*** The input Section Begins ***
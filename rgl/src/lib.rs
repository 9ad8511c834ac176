//! `rgl` conventions:
//! - Every object is named by a [`Handle`](handle::Handle) that remembers
//!   its kind, its owning context, and its generation. Using a null, foreign,
//!   or deleted handle is an error, never a silent no-op.
//! - Operations are methods on [`Context`](context::Context) or take one.
//!   The context validates first and only then issues the
//!   [`Driver`](driver::Driver) call.
//! - `raw()` accessors return the driver's object name.
//! - `*_allocate` leaves the new object bound to its natural target.

#![forbid(unsafe_code)]

pub mod array;
pub mod binding;
pub mod buffer;
pub mod context;
mod cursor;
pub mod draw;
pub mod driver;
pub mod fake;
pub mod framebuffer;
pub mod handle;
pub mod index;
pub mod program;
pub mod source;
pub mod texture;

pub use cursor::CursorError;
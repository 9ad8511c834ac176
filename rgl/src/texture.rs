//! Textures, renderbuffers, and texture unit bindings.
//!
//! Textures and renderbuffers are the images a framebuffer renders into;
//! textures can also be bound to numbered texture units for sampling. Unit
//! numbers are checked against [`Limits::texture_units`](crate::driver::Limits).

use std::fmt;

use thiserror::Error;

use crate::binding::{BindError, BindingTarget};
use crate::context::Context;
use crate::driver::{Driver, DriverError};
use crate::handle::{Handle, HandleError, ResourceHandle, ResourceKind};

#[derive(Debug, Clone, Copy, PartialEq, Eq, Hash)]
pub enum TextureFormat {
    Rgba8,
    Rgb8,
    Rg8,
    R8,
    Rgba16f,
    Rgba32f,
    Depth16,
    Depth24,
    Depth32f,
    Depth24Stencil8,
}

impl TextureFormat {
    pub fn is_color_renderable(self) -> bool {
        !self.is_depth_renderable()
    }

    pub fn is_depth_renderable(self) -> bool {
        matches!(
            self,
            TextureFormat::Depth16
                | TextureFormat::Depth24
                | TextureFormat::Depth32f
                | TextureFormat::Depth24Stencil8
        )
    }

    pub fn is_stencil_renderable(self) -> bool {
        self == TextureFormat::Depth24Stencil8
    }
}

#[derive(Debug, Clone, Copy, PartialEq, Eq, Hash)]
pub enum RenderbufferFormat {
    Rgba8,
    Rgb8,
    Depth16,
    Depth24,
    Depth32f,
    Depth24Stencil8,
    Stencil8,
}

impl RenderbufferFormat {
    pub fn is_color_renderable(self) -> bool {
        matches!(self, RenderbufferFormat::Rgba8 | RenderbufferFormat::Rgb8)
    }

    pub fn is_depth_renderable(self) -> bool {
        matches!(
            self,
            RenderbufferFormat::Depth16
                | RenderbufferFormat::Depth24
                | RenderbufferFormat::Depth32f
                | RenderbufferFormat::Depth24Stencil8
        )
    }

    pub fn is_stencil_renderable(self) -> bool {
        matches!(
            self,
            RenderbufferFormat::Depth24Stencil8 | RenderbufferFormat::Stencil8
        )
    }
}

#[derive(Debug, Clone, Copy, PartialEq, Eq, Hash, Default)]
pub enum TextureWrap {
    #[default]
    ClampToEdge,
    Repeat,
    MirroredRepeat,
}

#[derive(Debug, Clone, Copy, PartialEq, Eq, Hash, Default)]
pub enum TextureFilter {
    Nearest,
    #[default]
    Linear,
}

/// Sampling state applied when a texture is allocated.
#[derive(Debug, Clone, Copy, PartialEq, Eq, Default)]
pub struct TextureParameters {
    pub wrap_s: TextureWrap,
    pub wrap_t: TextureWrap,
    /// Only meaningful for cube textures.
    pub wrap_r: TextureWrap,
    pub min_filter: TextureFilter,
    pub mag_filter: TextureFilter,
}

#[derive(Debug, Clone, Copy, PartialEq, Eq, Hash)]
pub enum CubeFace {
    PositiveX,
    NegativeX,
    PositiveY,
    NegativeY,
    PositiveZ,
    NegativeZ,
}

impl CubeFace {
    pub const ALL: [CubeFace; 6] = [
        CubeFace::PositiveX,
        CubeFace::NegativeX,
        CubeFace::PositiveY,
        CubeFace::NegativeY,
        CubeFace::PositiveZ,
        CubeFace::NegativeZ,
    ];
}

#[derive(Debug, Clone, Copy, PartialEq, Eq, Hash)]
pub enum TextureTarget {
    Texture2D,
    TextureCube,
}

#[derive(Debug, Error)]
pub enum CreateTextureError {
    #[error("Invalid texture size {width}x{height}")]
    InvalidSize { width: u32, height: u32 },

    #[error("Driver error creating texture: {0}")]
    Driver(#[from] DriverError),
}

#[derive(Debug, Error)]
pub enum DeleteTextureError {
    #[error(transparent)]
    Handle(#[from] HandleError),

    #[error("{resource} is attached to {sharers} framebuffer(s) that share it")]
    Shared { resource: Handle, sharers: usize },

    #[error("Driver error deleting texture: {0}")]
    Driver(#[from] DriverError),
}

#[derive(Debug, Clone, PartialEq, Eq)]
pub struct Texture2D {
    handle: Handle,
    width: u32,
    height: u32,
    format: TextureFormat,
    parameters: TextureParameters,
}

impl Texture2D {
    pub fn width(&self) -> u32 {
        self.width
    }

    pub fn height(&self) -> u32 {
        self.height
    }

    pub fn format(&self) -> TextureFormat {
        self.format
    }

    pub fn parameters(&self) -> &TextureParameters {
        &self.parameters
    }
}

#[derive(Debug, Clone, PartialEq, Eq)]
pub struct TextureCube {
    handle: Handle,
    size: u32,
    format: TextureFormat,
    parameters: TextureParameters,
}

impl TextureCube {
    /// Edge length of every face.
    pub fn size(&self) -> u32 {
        self.size
    }

    pub fn format(&self) -> TextureFormat {
        self.format
    }

    pub fn parameters(&self) -> &TextureParameters {
        &self.parameters
    }
}

#[derive(Debug, Clone, PartialEq, Eq)]
pub struct Renderbuffer {
    handle: Handle,
    width: u32,
    height: u32,
    format: RenderbufferFormat,
}

impl Renderbuffer {
    pub fn width(&self) -> u32 {
        self.width
    }

    pub fn height(&self) -> u32 {
        self.height
    }

    pub fn format(&self) -> RenderbufferFormat {
        self.format
    }
}

impl ResourceHandle for Texture2D {
    fn handle(&self) -> Handle {
        self.handle
    }
}

impl ResourceHandle for TextureCube {
    fn handle(&self) -> Handle {
        self.handle
    }
}

impl ResourceHandle for Renderbuffer {
    fn handle(&self) -> Handle {
        self.handle
    }
}

impl fmt::Display for Texture2D {
    fn fmt(&self, f: &mut fmt::Formatter<'_>) -> fmt::Result {
        write!(f, "{} ({}x{} {:?})", self.handle, self.width, self.height, self.format)
    }
}

impl fmt::Display for Renderbuffer {
    fn fmt(&self, f: &mut fmt::Formatter<'_>) -> fmt::Result {
        write!(f, "{} ({}x{} {:?})", self.handle, self.width, self.height, self.format)
    }
}

/// Textures that can be bound to a texture unit.
pub trait BindableTexture: ResourceHandle {
    fn texture_target(&self) -> TextureTarget;
}

impl BindableTexture for Texture2D {
    fn texture_target(&self) -> TextureTarget {
        TextureTarget::Texture2D
    }
}

impl BindableTexture for TextureCube {
    fn texture_target(&self) -> TextureTarget {
        TextureTarget::TextureCube
    }
}

fn target_for_kind(kind: ResourceKind) -> TextureTarget {
    match kind {
        ResourceKind::TextureCube => TextureTarget::TextureCube,
        _ => TextureTarget::Texture2D,
    }
}

impl<D: Driver> Context<D> {
    pub fn texture_2d_allocate(
        &mut self,
        width: u32,
        height: u32,
        format: TextureFormat,
        parameters: &TextureParameters,
    ) -> Result<Texture2D, CreateTextureError> {
        if width == 0 || height == 0 {
            return Err(CreateTextureError::InvalidSize { width, height });
        }
        let handle = self.create_image(ResourceKind::Texture2D, |driver, raw| {
            driver.texture_2d_storage(raw, width, height, format, parameters)
        })?;
        Ok(Texture2D {
            handle,
            width,
            height,
            format,
            parameters: *parameters,
        })
    }

    pub fn texture_cube_allocate(
        &mut self,
        size: u32,
        format: TextureFormat,
        parameters: &TextureParameters,
    ) -> Result<TextureCube, CreateTextureError> {
        if size == 0 {
            return Err(CreateTextureError::InvalidSize {
                width: size,
                height: size,
            });
        }
        let handle = self.create_image(ResourceKind::TextureCube, |driver, raw| {
            driver.texture_cube_storage(raw, size, format, parameters)
        })?;
        Ok(TextureCube {
            handle,
            size,
            format,
            parameters: *parameters,
        })
    }

    pub fn renderbuffer_allocate(
        &mut self,
        width: u32,
        height: u32,
        format: RenderbufferFormat,
    ) -> Result<Renderbuffer, CreateTextureError> {
        if width == 0 || height == 0 {
            return Err(CreateTextureError::InvalidSize { width, height });
        }
        let handle = self.create_image(ResourceKind::Renderbuffer, |driver, raw| {
            driver.renderbuffer_storage(raw, format, width, height)
        })?;
        Ok(Renderbuffer {
            handle,
            width,
            height,
            format,
        })
    }

    pub fn texture_2d_delete(&mut self, texture: &Texture2D) -> Result<(), DeleteTextureError> {
        self.delete_image(texture.handle)
    }

    pub fn texture_cube_delete(
        &mut self,
        texture: &TextureCube,
    ) -> Result<(), DeleteTextureError> {
        self.delete_image(texture.handle)
    }

    pub fn renderbuffer_delete(
        &mut self,
        renderbuffer: &Renderbuffer,
    ) -> Result<(), DeleteTextureError> {
        self.delete_image(renderbuffer.handle)
    }

    pub fn texture_unit_bind(
        &mut self,
        unit: u32,
        texture: &impl BindableTexture,
    ) -> Result<(), BindError> {
        self.check_texture_unit(unit)?;
        let target = texture.texture_target();
        let handle = texture.handle();
        self.bind_target(BindingTarget::TextureUnit(unit), handle, |driver| {
            driver.bind_texture(unit, target, Some(handle.raw()))
        })
    }

    /// Unbind whatever texture is bound to `unit`. Unbinding an empty unit
    /// is not an error.
    pub fn texture_unit_unbind(&mut self, unit: u32) -> Result<(), BindError> {
        self.check_texture_unit(unit)?;
        let binding = BindingTarget::TextureUnit(unit);
        let Some(bound) = self.bindings.bound(binding) else {
            return Ok(());
        };
        let target = target_for_kind(bound.kind());
        self.unbind_target(binding, |driver| driver.bind_texture(unit, target, None))?;
        Ok(())
    }

    pub fn texture_unit_is_bound(
        &self,
        unit: u32,
        texture: &impl BindableTexture,
    ) -> Result<bool, BindError> {
        self.check_texture_unit(unit)?;
        Ok(self.target_is_bound(BindingTarget::TextureUnit(unit), texture.handle())?)
    }

    fn check_texture_unit(&self, unit: u32) -> Result<(), BindError> {
        let available = self.limits.texture_units;
        if unit >= available {
            return Err(BindError::NoSuchTextureUnit { unit, available });
        }
        Ok(())
    }

    /// Generate a texture or renderbuffer name of `kind` and give it
    /// storage, releasing the name again if the storage call fails.
    fn create_image(
        &mut self,
        kind: ResourceKind,
        storage: impl FnOnce(&mut D, u32) -> Result<(), DriverError>,
    ) -> Result<Handle, DriverError> {
        let raw = match kind {
            ResourceKind::Renderbuffer => self.driver.gen_renderbuffer()?,
            _ => self.driver.gen_texture()?,
        };
        let handle = self.register(kind, raw)?;
        if let Err(e) = storage(&mut self.driver, raw) {
            if let Err(e) = self.delete_image_name(kind, raw) {
                tracing::warn!("Failed to delete {kind} {raw}: {e}");
            }
            if let Err(e) = self.release(handle) {
                tracing::warn!("Failed to release {handle}: {e}");
            }
            return Err(e);
        }
        Ok(handle)
    }

    /// Fails with [`DeleteTextureError::Shared`] while another framebuffer
    /// shares the image as an attachment.
    pub(crate) fn delete_image(&mut self, handle: Handle) -> Result<(), DeleteTextureError> {
        self.registry.check_live(handle)?;
        let sharers = self.share_count(handle);
        if sharers > 0 {
            return Err(DeleteTextureError::Shared {
                resource: handle,
                sharers,
            });
        }
        tracing::debug!("Deleting {handle}");
        self.delete_image_name(handle.kind(), handle.raw())?;
        self.release(handle)?;
        Ok(())
    }

    fn delete_image_name(&mut self, kind: ResourceKind, raw: u32) -> Result<(), DriverError> {
        match kind {
            ResourceKind::Renderbuffer => self.driver.delete_renderbuffer(raw),
            _ => self.driver.delete_texture(raw),
        }
    }
}

#[cfg(test)]
mod tests {
    use super::*;
    use crate::fake::FakeDriver;

    fn context() -> Context<FakeDriver> {
        Context::new(FakeDriver::new()).unwrap()
    }

    #[test]
    fn format_classification() {
        assert!(TextureFormat::Rgba16f.is_color_renderable());
        assert!(!TextureFormat::Depth24.is_color_renderable());
        assert!(TextureFormat::Depth24Stencil8.is_stencil_renderable());
        assert!(!TextureFormat::Depth32f.is_stencil_renderable());

        assert!(RenderbufferFormat::Stencil8.is_stencil_renderable());
        assert!(!RenderbufferFormat::Stencil8.is_depth_renderable());
        assert!(!RenderbufferFormat::Stencil8.is_color_renderable());
        assert!(RenderbufferFormat::Depth24Stencil8.is_depth_renderable());
    }

    #[test]
    fn zero_sized_images_are_rejected() {
        let mut ctx = context();

        assert!(matches!(
            ctx.texture_2d_allocate(0, 4, TextureFormat::Rgba8, &TextureParameters::default()),
            Err(CreateTextureError::InvalidSize { width: 0, height: 4 })
        ));
        assert!(matches!(
            ctx.renderbuffer_allocate(4, 0, RenderbufferFormat::Depth16),
            Err(CreateTextureError::InvalidSize { .. })
        ));
        assert_eq!(ctx.registry().live_count(ResourceKind::Texture2D), 0);
    }

    #[test]
    fn texture_units_are_checked_against_limits() {
        let mut ctx = context();
        let texture = ctx
            .texture_2d_allocate(8, 8, TextureFormat::Rgba8, &TextureParameters::default())
            .unwrap();
        let units = ctx.limits().texture_units;

        assert!(matches!(
            ctx.texture_unit_bind(units, &texture),
            Err(BindError::NoSuchTextureUnit { .. })
        ));

        ctx.texture_unit_bind(units - 1, &texture).unwrap();
        assert!(ctx.texture_unit_is_bound(units - 1, &texture).unwrap());
        assert!(!ctx.texture_unit_is_bound(0, &texture).unwrap());

        ctx.texture_unit_unbind(units - 1).unwrap();
        assert!(!ctx.texture_unit_is_bound(units - 1, &texture).unwrap());
        // Already empty.
        ctx.texture_unit_unbind(units - 1).unwrap();
    }

    #[test]
    fn deleting_a_bound_texture_clears_its_unit() {
        let mut ctx = context();
        let cube = ctx
            .texture_cube_allocate(16, TextureFormat::Rgba8, &TextureParameters::default())
            .unwrap();
        ctx.texture_unit_bind(2, &cube).unwrap();

        ctx.texture_cube_delete(&cube).unwrap();

        assert!(!ctx.bindings().any_bound(BindingTarget::TextureUnit(2)));
        assert!(matches!(
            ctx.texture_cube_delete(&cube),
            Err(DeleteTextureError::Handle(HandleError::Deleted { .. }))
        ));
        assert!(matches!(
            ctx.texture_unit_is_bound(2, &cube),
            Err(BindError::Handle(HandleError::Deleted { .. }))
        ));
    }

    #[test]
    fn renderbuffers_cannot_be_bound_to_texture_units() {
        let mut ctx = context();
        let renderbuffer = ctx
            .renderbuffer_allocate(4, 4, RenderbufferFormat::Rgba8)
            .unwrap();

        // Not a BindableTexture, so only the raw state machine can try it.
        let result = ctx.bindings.bind(
            &ctx.registry,
            BindingTarget::TextureUnit(0),
            renderbuffer.handle(),
        );
        assert!(matches!(result, Err(BindError::IncompatibleTarget { .. })));
        ctx.renderbuffer_delete(&renderbuffer).unwrap();
    }
}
*** The input Section Ends ***
- **Assignment**: The word "TextureCube" occurs on some lines of the data. Give the number of those lines only.

- **Exercise output**: 11